18 March 2007 Peace Walk in Talkeetna

About 30 people walked from the Denali Overlook into downtown Talkeetna on Sunday to commemorate the 4th anniversary of the Iraq War. Grete and Linnie led the walk, beating drums that they had made. Some carried signs of peace and some questioned the war in Iraq. One boy rode a scooter and a dad pushed twins in a stroller. Other children skipped and ran along side.

On the news today I heard a story of how children in Baghdad can't go outside to play because their parents fear the violence. Are the lives of Iraqis better today, with limited electricity and water, civil unrest, living under "house arrest" to avoid random car bombings, snipings, and kidnappings?

When will the people of Iraq be able to walk peacefully on a sunny day?

19 March 2007 Four years is too long!

Monday March 19th marks the 4th anniversary of the US invasion of Iraq.

If you think it's time to leave Iraq, but aren't sure what the options are, I suggest you read what
Friends Committee on National Legislation has laid out as an exit strategy that brings US troops home and helps Iraq achieve stability.

If you're already convinced and would like to mark the anniversary in a meaningful way, these organizations may have events in your area:

And if you want to make a sign like Alex's, check out Friends for Peace.

wishing you a world of peace & love every day ~ corinne, paul, and alex

14 March 2007 shrinking winter

The clear skies and bright sun say "spring" but the cold north wind reminds that winter doesn't end early at these latitudes. We haven't received much snow in weeks. The snow is decreasing through settlement and sublimation. The last snowfall, about 4" ten days ago, slowly disappeared from the front deck where we didn't shovel.
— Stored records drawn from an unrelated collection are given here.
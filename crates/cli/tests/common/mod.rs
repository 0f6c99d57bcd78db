//! Test infrastructure for integration tests
//!
//! Provides isolated database setup/teardown and CLI command builders.
//! Each test gets its own database instance to ensure no shared state.

use chrono::NaiveDate;
use std::path::PathBuf;
use std::sync::Arc;
use tally_cli::commands::{AddCommand, DrillCommand, ReportCommand, ReportOptions};
use tally_core::{CustomHoliday, HolidayCalendar, HolidayConfig};
use tally_db::{Database, TaskState};

/// Test context containing an isolated database and temp directory
pub struct TestContext {
    pub db: Database,
    pub temp_dir: PathBuf,
}

impl TestContext {
    /// Create a new test context with an isolated database.
    ///
    /// Each call creates a uniquely named temp directory using process ID,
    /// thread ID, and nanosecond timestamp to guarantee isolation.
    pub async fn new() -> Self {
        let temp_dir = std::env::temp_dir().join(format!(
            "tally-integration-test-{}-{:?}-{}",
            std::process::id(),
            std::thread::current().id(),
            std::time::SystemTime::now()
                .duration_since(std::time::UNIX_EPOCH)
                .unwrap()
                .as_nanos()
        ));

        let db = Database::connect(&temp_dir).await.unwrap();
        db.init().await.unwrap();

        Self { db, temp_dir }
    }

    /// Add a task through the CLI command and return its id
    pub async fn add(&self, cmd: AddCommand) -> String {
        cmd.execute(&self.db).await.unwrap()
    }
}

impl Drop for TestContext {
    fn drop(&mut self) {
        let _ = std::fs::remove_dir_all(&self.temp_dir);
    }
}

// =============================================================================
// Calendars
// =============================================================================

/// Calendar with German public holidays
pub fn german_calendar() -> Arc<HolidayCalendar> {
    Arc::new(HolidayCalendar::new(
        HolidayConfig::new().with_german_public_holidays(true),
    ))
}

/// German calendar with extra one-off holidays
pub fn german_calendar_with(holidays: &[&str]) -> Arc<HolidayCalendar> {
    let custom = holidays
        .iter()
        .map(|h| h.parse::<CustomHoliday>().unwrap());
    Arc::new(HolidayCalendar::new(
        HolidayConfig::new()
            .with_german_public_holidays(true)
            .with_custom_holidays(custom),
    ))
}

// =============================================================================
// Command Builder Helpers
// =============================================================================

pub fn date(y: i32, m: u32, d: u32) -> NaiveDate {
    NaiveDate::from_ymd_opt(y, m, d).unwrap()
}

/// Tuesday 2018-02-06, the reference date of most scenarios
pub fn reference() -> NaiveDate {
    date(2018, 2, 6)
}

/// Create an AddCommand with default optional fields filled in.
pub fn add_cmd(name: &str, workbasket: &str, due: NaiveDate) -> AddCommand {
    AddCommand {
        name: name.to_string(),
        workbasket: workbasket.to_string(),
        due,
        domain: None,
        classification: "L10000".to_string(),
        category: "EXTERNAL".to_string(),
        attachment: None,
        state: None,
        priority: 0,
        custom: vec![],
    }
}

/// Create an AddCommand with a classification and attachment classification.
pub fn add_cmd_classified(
    name: &str,
    classification: &str,
    attachment: Option<&str>,
    due: NaiveDate,
) -> AddCommand {
    AddCommand {
        classification: classification.to_string(),
        attachment: attachment.map(str::to_string),
        ..add_cmd(name, "WB1", due)
    }
}

/// Create an AddCommand in a given state.
pub fn add_cmd_with_state(
    name: &str,
    workbasket: &str,
    due: NaiveDate,
    state: TaskState,
) -> AddCommand {
    AddCommand {
        state: Some(state),
        ..add_cmd(name, workbasket, due)
    }
}

/// Report options with default headers measured from [`reference`].
pub fn report_options() -> ReportOptions {
    ReportOptions {
        reference: Some(reference()),
        ..ReportOptions::default()
    }
}

/// Create a ReportCommand from options.
pub fn report_cmd(options: ReportOptions, detailed: bool) -> ReportCommand {
    ReportCommand { options, detailed }
}

/// Create a DrillCommand for one cell.
pub fn drill_cmd(options: ReportOptions, key: &str, column: usize) -> DrillCommand {
    DrillCommand {
        options,
        key: key.to_string(),
        detail: None,
        column,
        offset: 0,
        limit: None,
    }
}

// =============================================================================
// Output Helpers
// =============================================================================

/// Numbers of the table line whose label is `key`, cells followed by total.
///
/// Detail lines are matched with their indentation stripped.
pub fn row_values(output: &str, key: &str) -> Option<Vec<u64>> {
    output.lines().find_map(|line| {
        let mut parts = line.split_whitespace();
        if parts.next()? != key {
            return None;
        }
        parts.map(|p| p.parse().ok()).collect()
    })
}

/// Ids printed by a drill command
pub fn drilled_ids(output: &str) -> Vec<String> {
    if output == "No tasks found." {
        return vec![];
    }
    output.lines().map(str::to_string).collect()
}
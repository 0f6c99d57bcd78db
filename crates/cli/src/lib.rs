//! Tally CLI Library
//!
//! This library exposes the CLI commands for use in integration tests.
//! The binary is in `main.rs` and uses this library.

pub mod commands;
pub mod config;
mod id;
pub mod output;

pub use commands::*;
pub use config::HolidayArgs;
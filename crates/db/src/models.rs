//! Data models for Tally task storage
//!
//! Defines Rust types that map to the SurrealDB schema for tasks and the
//! enums used to filter and group them in monitoring reports.

use crate::error::{DbError, DbResult};
use chrono::NaiveDate;
use serde::{Deserialize, Serialize};
use surrealdb::sql::Thing;

/// Task lifecycle state
#[derive(Debug, Clone, Copy, PartialEq, Eq, Hash, Serialize, Deserialize)]
#[serde(rename_all = "snake_case")]
pub enum TaskState {
    Ready,
    Claimed,
    Completed,
    Cancelled,
    Terminated,
}

impl TaskState {
    /// States a monitoring report looks at when none are requested
    pub const OPEN: [TaskState; 2] = [TaskState::Ready, TaskState::Claimed];

    /// Returns the string representation used in the database
    pub fn as_str(&self) -> &'static str {
        match self {
            TaskState::Ready => "ready",
            TaskState::Claimed => "claimed",
            TaskState::Completed => "completed",
            TaskState::Cancelled => "cancelled",
            TaskState::Terminated => "terminated",
        }
    }

    /// Parse a state from its database representation
    pub fn parse(s: &str) -> Option<Self> {
        match s {
            "ready" => Some(TaskState::Ready),
            "claimed" => Some(TaskState::Claimed),
            "completed" => Some(TaskState::Completed),
            "cancelled" => Some(TaskState::Cancelled),
            "terminated" => Some(TaskState::Terminated),
            _ => None,
        }
    }
}

impl std::fmt::Display for TaskState {
    fn fmt(&self, f: &mut std::fmt::Formatter<'_>) -> std::fmt::Result {
        write!(f, "{}", self.as_str())
    }
}

/// One of the free-form custom attributes on a task
#[derive(Debug, Clone, Copy, PartialEq, Eq, Hash)]
pub enum CustomField {
    Custom1,
    Custom2,
    Custom3,
    Custom4,
}

impl CustomField {
    /// Select a custom field by its 1-based number.
    ///
    /// # Errors
    ///
    /// Returns `DbError::ValidationError` if `number` is not between 1 and 4.
    pub fn from_number(number: u8) -> DbResult<Self> {
        match number {
            1 => Ok(CustomField::Custom1),
            2 => Ok(CustomField::Custom2),
            3 => Ok(CustomField::Custom3),
            4 => Ok(CustomField::Custom4),
            _ => Err(DbError::ValidationError {
                message: format!(
                    "custom field {} does not exist; valid fields are 1 to 4",
                    number
                ),
            }),
        }
    }

    /// Column name in the task table
    pub fn column(&self) -> &'static str {
        match self {
            CustomField::Custom1 => "custom_1",
            CustomField::Custom2 => "custom_2",
            CustomField::Custom3 => "custom_3",
            CustomField::Custom4 => "custom_4",
        }
    }
}

/// Task field providing the row key of a monitoring report
#[derive(Debug, Clone, Copy, PartialEq, Eq, Hash)]
pub enum ReportGrouping {
    Workbasket,
    Classification,
    ClassificationCategory,
    CustomField(CustomField),
}

impl ReportGrouping {
    /// Column name in the task table
    pub fn column(&self) -> &'static str {
        match self {
            ReportGrouping::Workbasket => "workbasket_key",
            ReportGrouping::Classification => "classification_key",
            ReportGrouping::ClassificationCategory => "classification_category",
            ReportGrouping::CustomField(field) => field.column(),
        }
    }
}

impl std::str::FromStr for ReportGrouping {
    type Err = DbError;

    /// Parses `workbasket`, `classification`, `category` and `custom-N`
    fn from_str(s: &str) -> Result<Self, Self::Err> {
        match s.to_lowercase().as_str() {
            "workbasket" => Ok(ReportGrouping::Workbasket),
            "classification" => Ok(ReportGrouping::Classification),
            "category" => Ok(ReportGrouping::ClassificationCategory),
            other => {
                let number = other
                    .strip_prefix("custom-")
                    .and_then(|n| n.parse::<u8>().ok())
                    .ok_or_else(|| DbError::ValidationError {
                        message: format!(
                            "invalid grouping '{}'. Valid values: workbasket, classification, category, custom-1 to custom-4",
                            s
                        ),
                    })?;
                CustomField::from_number(number).map(ReportGrouping::CustomField)
            }
        }
    }
}

/// A task as stored in the database
#[derive(Debug, Clone, PartialEq, Eq, Serialize, Deserialize)]
pub struct Task {
    /// Unique identifier (SurrealDB record ID)
    #[serde(skip_serializing_if = "Option::is_none")]
    pub id: Option<Thing>,

    /// Task name
    pub name: String,

    /// Key of the workbasket the task sits in
    pub workbasket_key: String,

    /// Domain the task belongs to
    #[serde(default)]
    pub domain: String,

    /// Classification key
    pub classification_key: String,

    /// Category of the classification
    pub classification_category: String,

    /// Classification of the task's attachment, used as the detail key
    #[serde(default, skip_serializing_if = "Option::is_none")]
    pub attachment_classification_key: Option<String>,

    /// Current state
    pub state: TaskState,

    /// Priority, higher is more urgent
    #[serde(default)]
    pub priority: i32,

    /// Due date
    pub due: NaiveDate,

    #[serde(default, skip_serializing_if = "Option::is_none")]
    pub custom_1: Option<String>,
    #[serde(default, skip_serializing_if = "Option::is_none")]
    pub custom_2: Option<String>,
    #[serde(default, skip_serializing_if = "Option::is_none")]
    pub custom_3: Option<String>,
    #[serde(default, skip_serializing_if = "Option::is_none")]
    pub custom_4: Option<String>,
}

impl Task {
    /// Create a ready task in the given workbasket
    pub fn new(
        name: impl Into<String>,
        workbasket_key: impl Into<String>,
        classification_key: impl Into<String>,
        due: NaiveDate,
    ) -> Self {
        Self {
            id: None,
            name: name.into(),
            workbasket_key: workbasket_key.into(),
            domain: String::new(),
            classification_key: classification_key.into(),
            classification_category: "EXTERNAL".to_string(),
            attachment_classification_key: None,
            state: TaskState::Ready,
            priority: 0,
            due,
            custom_1: None,
            custom_2: None,
            custom_3: None,
            custom_4: None,
        }
    }

    /// Set the domain
    pub fn with_domain(mut self, domain: impl Into<String>) -> Self {
        self.domain = domain.into();
        self
    }

    /// Set the classification category
    pub fn with_category(mut self, category: impl Into<String>) -> Self {
        self.classification_category = category.into();
        self
    }

    /// Set the attachment classification
    pub fn with_attachment_classification(mut self, key: impl Into<String>) -> Self {
        self.attachment_classification_key = Some(key.into());
        self
    }

    /// Set the state
    pub fn with_state(mut self, state: TaskState) -> Self {
        self.state = state;
        self
    }

    /// Set the priority
    pub fn with_priority(mut self, priority: i32) -> Self {
        self.priority = priority;
        self
    }

    /// Set a custom attribute
    pub fn with_custom(mut self, field: CustomField, value: impl Into<String>) -> Self {
        let value = Some(value.into());
        match field {
            CustomField::Custom1 => self.custom_1 = value,
            CustomField::Custom2 => self.custom_2 = value,
            CustomField::Custom3 => self.custom_3 = value,
            CustomField::Custom4 => self.custom_4 = value,
        }
        self
    }

    /// Read a custom attribute
    pub fn custom(&self, field: CustomField) -> Option<&str> {
        match field {
            CustomField::Custom1 => self.custom_1.as_deref(),
            CustomField::Custom2 => self.custom_2.as_deref(),
            CustomField::Custom3 => self.custom_3.as_deref(),
            CustomField::Custom4 => self.custom_4.as_deref(),
        }
    }
}
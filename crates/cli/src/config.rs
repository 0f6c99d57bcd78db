//! Holiday configuration flags
//!
//! Collects the holiday options from the command line and environment into
//! an immutable [`HolidayConfig`], and builds the shared calendar from it.

use clap::Args;
use std::sync::Arc;
use tally_core::{CustomHoliday, HolidayCalendar, HolidayConfig};
use tracing::debug;

/// Holiday calendar options shared by every command
#[derive(Debug, Clone, Default, Args)]
pub struct HolidayArgs {
    /// Treat German public holidays as non-working days
    #[arg(long, global = true, env = "TALLY_GERMAN_HOLIDAYS")]
    pub german_holidays: bool,

    /// Treat Corpus Christi as a holiday (requires --german-holidays)
    #[arg(long, global = true, env = "TALLY_CORPUS_CHRISTI")]
    pub corpus_christi: bool,

    /// Extra holiday as YYYY-MM-DD or MM-DD (can be specified multiple times)
    #[arg(
        long = "custom-holiday",
        global = true,
        env = "TALLY_CUSTOM_HOLIDAYS",
        value_delimiter = ',',
        value_parser = parse_custom_holiday
    )]
    pub custom_holidays: Vec<CustomHoliday>,
}

/// Parse a custom holiday argument
fn parse_custom_holiday(s: &str) -> Result<CustomHoliday, String> {
    s.trim().parse::<CustomHoliday>().map_err(|e| e.to_string())
}

impl HolidayArgs {
    /// Build the holiday configuration these options describe
    pub fn config(&self) -> HolidayConfig {
        HolidayConfig::new()
            .with_german_public_holidays(self.german_holidays)
            .with_corpus_christi(self.corpus_christi)
            .with_custom_holidays(self.custom_holidays.iter().copied())
    }

    /// Build the calendar shared by converters and reports
    pub fn calendar(&self) -> Arc<HolidayCalendar> {
        let config = self.config();
        debug!(
            german = config.german_public_holidays,
            corpus_christi = config.corpus_christi,
            custom = config.custom_holidays.len(),
            "Holiday calendar configured"
        );
        Arc::new(HolidayCalendar::new(config))
    }
}

#[cfg(test)]
mod tests {
    use super::*;
    use chrono::NaiveDate;
    use clap::Parser;

    #[derive(Parser)]
    struct TestCli {
        #[command(flatten)]
        holidays: HolidayArgs,
    }

    #[test]
    fn test_defaults_have_no_holidays() {
        let cli = TestCli::try_parse_from(["test"]).unwrap();
        let config = cli.holidays.config();
        assert!(!config.german_public_holidays);
        assert!(!config.corpus_christi);
        assert!(config.custom_holidays.is_empty());
    }

    #[test]
    fn test_flags_build_config() {
        let cli = TestCli::try_parse_from([
            "test",
            "--german-holidays",
            "--corpus-christi",
            "--custom-holiday",
            "2018-03-01",
            "--custom-holiday",
            "08-15,11-01",
        ])
        .unwrap();
        let config = cli.holidays.config();
        assert!(config.german_public_holidays);
        assert!(config.corpus_christi);
        assert_eq!(config.custom_holidays.len(), 3);

        let calendar = cli.holidays.calendar();
        assert!(calendar.is_holiday(NaiveDate::from_ymd_opt(2018, 3, 1).unwrap()));
        assert!(calendar.is_holiday(NaiveDate::from_ymd_opt(2019, 8, 15).unwrap()));
    }

    #[test]
    fn test_invalid_custom_holiday_is_rejected() {
        let result = TestCli::try_parse_from(["test", "--custom-holiday", "someday"]);
        assert!(result.is_err());
    }
}
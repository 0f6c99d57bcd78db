//! CLI commands for Tally
//!
//! This module contains all subcommand implementations for the tly CLI.

pub mod add;
pub mod convert;
pub mod drill;
pub mod report;

pub use add::AddCommand;
pub use convert::ConvertCommand;
pub use drill::DrillCommand;
pub use report::{ReportCommand, ReportOptions};

use chrono::NaiveDate;
use clap::Subcommand;
use std::sync::Arc;
use tally_core::HolidayCalendar;
use tally_db::{CustomField, Database, DbError, TaskState};

/// Available CLI commands
#[derive(Debug, Subcommand)]
pub enum Command {
    /// Create a new task
    Add(AddCommand),
    /// Print a working-day age report of open tasks
    Report(ReportCommand),
    /// List the tasks counted in one report cell
    Drill(DrillCommand),
    /// Convert a day offset to working days, or back
    Convert(ConvertCommand),
}

impl Command {
    /// Execute the command with the given database connection and calendar.
    ///
    /// # Arguments
    ///
    /// * `db` - Reference to the database connection
    /// * `calendar` - Holiday calendar shared by all conversions
    ///
    /// # Errors
    ///
    /// Returns `DbError` if the command execution fails.
    pub async fn execute(
        &self,
        db: &Database,
        calendar: &Arc<HolidayCalendar>,
    ) -> Result<String, DbError> {
        match self {
            Command::Add(cmd) => cmd.execute(db).await,
            Command::Report(cmd) => cmd.execute(db, calendar).await,
            Command::Drill(cmd) => cmd.execute(db, calendar).await,
            Command::Convert(cmd) => cmd.execute(calendar),
        }
    }
}

/// Parse a YYYY-MM-DD date
pub(crate) fn parse_date(s: &str) -> Result<NaiveDate, String> {
    NaiveDate::parse_from_str(s.trim(), "%Y-%m-%d")
        .map_err(|_| format!("invalid date '{}'. Expected YYYY-MM-DD", s))
}

/// Parse a task state
pub(crate) fn parse_state(s: &str) -> Result<TaskState, String> {
    TaskState::parse(&s.to_lowercase()).ok_or_else(|| {
        format!(
            "invalid state '{}'. Valid values: ready, claimed, completed, cancelled, terminated",
            s
        )
    })
}

/// Parse a `N=VALUE` custom field assignment
pub(crate) fn parse_custom_value(s: &str) -> Result<(CustomField, String), String> {
    let (number, value) = s
        .split_once('=')
        .ok_or_else(|| format!("invalid custom value '{}'. Expected N=VALUE", s))?;
    let number: u8 = number
        .trim()
        .parse()
        .map_err(|_| format!("invalid custom field number '{}'", number))?;
    let field = CustomField::from_number(number).map_err(|e| e.to_string())?;
    Ok((field, value.to_string()))
}
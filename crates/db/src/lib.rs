//! Task storage for Tally
//!
//! Tasks live in an embedded SurrealDB instance, on disk through SurrealKV or
//! in memory. [`Database`] opens the store and hands out the repositories
//! that write tasks and answer report and drill-down queries.

pub mod error;
pub mod models;
pub mod repository;
pub mod schema;

pub use error::{DbError, DbResult};
pub use models::{CustomField, ReportGrouping, Task, TaskState};
pub use repository::{CellSelection, MonitorFilter, MonitorRepository, Page, TaskRepository};

use std::path::{Path, PathBuf};
use std::process::Command;
use surrealdb::Surreal;
use surrealdb::engine::local::{Db, Mem, SurrealKv};
use tracing::debug;

/// Store location inside a project, relative to its git root
pub const DEFAULT_DB_PATH: &str = ".tally/data";

/// Namespace and database every Tally connection selects
const NAMESPACE: &str = "tally";
const DATABASE: &str = "main";

/// An open task store
pub struct Database {
    client: Surreal<Db>,
    /// On-disk location, `None` for in-memory stores
    path: Option<PathBuf>,
}

impl Database {
    /// Open (or create) the on-disk store in `path`.
    ///
    /// Missing directories are created.
    ///
    /// # Errors
    ///
    /// Returns `DbError::InvalidPath` if `path` is a file,
    /// `DbError::CreateDirectory` if the directory cannot be created, and
    /// `DbError::Connection` if SurrealKV refuses to open it.
    pub async fn connect(path: &Path) -> DbResult<Self> {
        ensure_directory(path)?;
        debug!(path = %path.display(), "Opening task store");

        let client = Surreal::new::<SurrealKv>(path.to_path_buf()).await;
        Self::open(client, Some(path.to_path_buf()))
    }

    /// Open a store that lives only as long as this value.
    ///
    /// # Errors
    ///
    /// Returns `DbError::Connection` if the engine fails to start.
    pub async fn in_memory() -> DbResult<Self> {
        let client = Surreal::new::<Mem>(()).await;
        Self::open(client, None)
    }

    fn open(client: surrealdb::Result<Surreal<Db>>, path: Option<PathBuf>) -> DbResult<Self> {
        match client {
            Ok(client) => Ok(Self { client, path }),
            Err(source) => Err(DbError::Connection {
                path: path.unwrap_or_else(|| PathBuf::from(":memory:")),
                source: Box::new(source),
            }),
        }
    }

    /// Select the Tally namespace and define the task table.
    ///
    /// Safe to call on every start; definitions are idempotent.
    ///
    /// # Errors
    ///
    /// Returns `DbError::Schema` if either step is rejected.
    pub async fn init(&self) -> DbResult<()> {
        self.client
            .use_ns(NAMESPACE)
            .use_db(DATABASE)
            .await
            .map_err(|e| DbError::Schema(Box::new(e)))?;
        schema::init_schema(&self.client).await
    }

    pub fn client(&self) -> &Surreal<Db> {
        &self.client
    }

    pub fn path(&self) -> Option<&Path> {
        self.path.as_deref()
    }

    /// Task storage
    pub fn tasks(&self) -> TaskRepository<'_> {
        TaskRepository::new(&self.client)
    }

    /// Report and drill-down queries
    pub fn monitor(&self) -> MonitorRepository<'_> {
        MonitorRepository::new(&self.client)
    }

    /// `.tally/data` under the enclosing git checkout, or under the current
    /// directory outside of one.
    pub fn default_path() -> PathBuf {
        find_project_root()
            .unwrap_or_else(|| PathBuf::from("."))
            .join(DEFAULT_DB_PATH)
    }
}

static_assertions::assert_impl_all!(Database: Send, Sync);

/// Make sure `path` is a directory, creating it when missing
fn ensure_directory(path: &Path) -> DbResult<()> {
    if path.is_file() {
        return Err(DbError::InvalidPath {
            path: path.to_path_buf(),
            reason: "expected a directory, found a file".to_string(),
        });
    }
    std::fs::create_dir_all(path).map_err(|source| DbError::CreateDirectory {
        path: path.to_path_buf(),
        source,
    })
}

/// Top-level directory of the git checkout containing the working directory
pub fn find_project_root() -> Option<PathBuf> {
    let output = Command::new("git")
        .args(["rev-parse", "--show-toplevel"])
        .output()
        .ok()
        .filter(|output| output.status.success())?;
    let root = String::from_utf8(output.stdout).ok()?;
    Some(PathBuf::from(root.trim()))
}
This is the "wintriest" winter we've experienced in Anchorage. Not the coldest temperatures, but the most days of single digits and below zero. And more winds from the north than before. In winters past we've dreaded the warm southeast winds that raised temperatures just enough to cover all walkable and driveable surfaces in ice and ruin the skiing (see 27 Jan 2007) These north winds create such wind chills that even the blazing sun can't lure us outside in the evening. The record snowfalls of December and January, coupled with the extended cold, make this only the second year when I predict that I'll have to shovel snow off my garden beds in mid-May to ensure they'll be warmed and ready to plant by Memorial Day.

3 March 2007 Iditarod

Some Alaska events are not-to-miss -- the state fair, Ski for Women, Birdathon in Talkeetna, and the Iditarod. Eighty-two mushers ran the ceremonial start through Anchorage today and we headed to our favorite area to watch the doggies run. Last year my dad, stepmother, brother, and his wife were in town so first we went downtown to catch the very beginning of the race and the excitement of thousands of dogs and peoples. Then we drove to the halfway point of the 11-mile run near the university.

This year we slept a little later, skipped the downtown start, and went directly to the halfway point. We were pleasantly surprised to see that the course had shifted through the university to include a section of Iditarod trail that we staked out when we first came to Anchorage. The mushers come down a hill, cross a bridge, and then head back up another hill with a sharp turn to the right at the top. The dogs try to cut the corner and in years past we've watched the Iditarider (i.e. someone who has paid 1000s of dollars to ride in the sled through Anchorage) get dumped down the hill. Paul likes to see the crashes and to help set the sleds up right. This year the race officials had set hay bales on the inside of the corner to try to keep the dogs on the trail. But as much as those dogs like to run, they'll take the shortest distance between two visible points. The race official stationed at the bridge said a few sleds were still going off even though he was warning them to tip up on one runner to avoid going over. Some of the dogs on the inside corner had to leap the hay bales as the rest of the team tried to cut the corner. We watched a dozen mushers and Paul was able to help a couple get upright.

Then we walked down the trail to where the mushers run down a power line behind a neighborhood. These neighbors really get into it. They hang a banner across the trail to salute Martin Buser, a former winner and all-around nice guy from Alaska. Kids operate the Muffin Stop, handing out muffins to the mushers, the Iditariders, and the handler who's usually on a second sled. (The second sled adds some drag to slow the dogs down a little.) To be in position for each musher, one guy with binoculars stands on a ladder and looks down the power line for the next musher. He reads their number, and depending upon their nationality, two buglers play their national anthem or just trumpet the musher's passing.

We saw about 40 of the mushers ride through the university. Tomorrow they start the race for real from Willow, Alaska. If you want to follow the race, the Anchorage Daily News is a good source.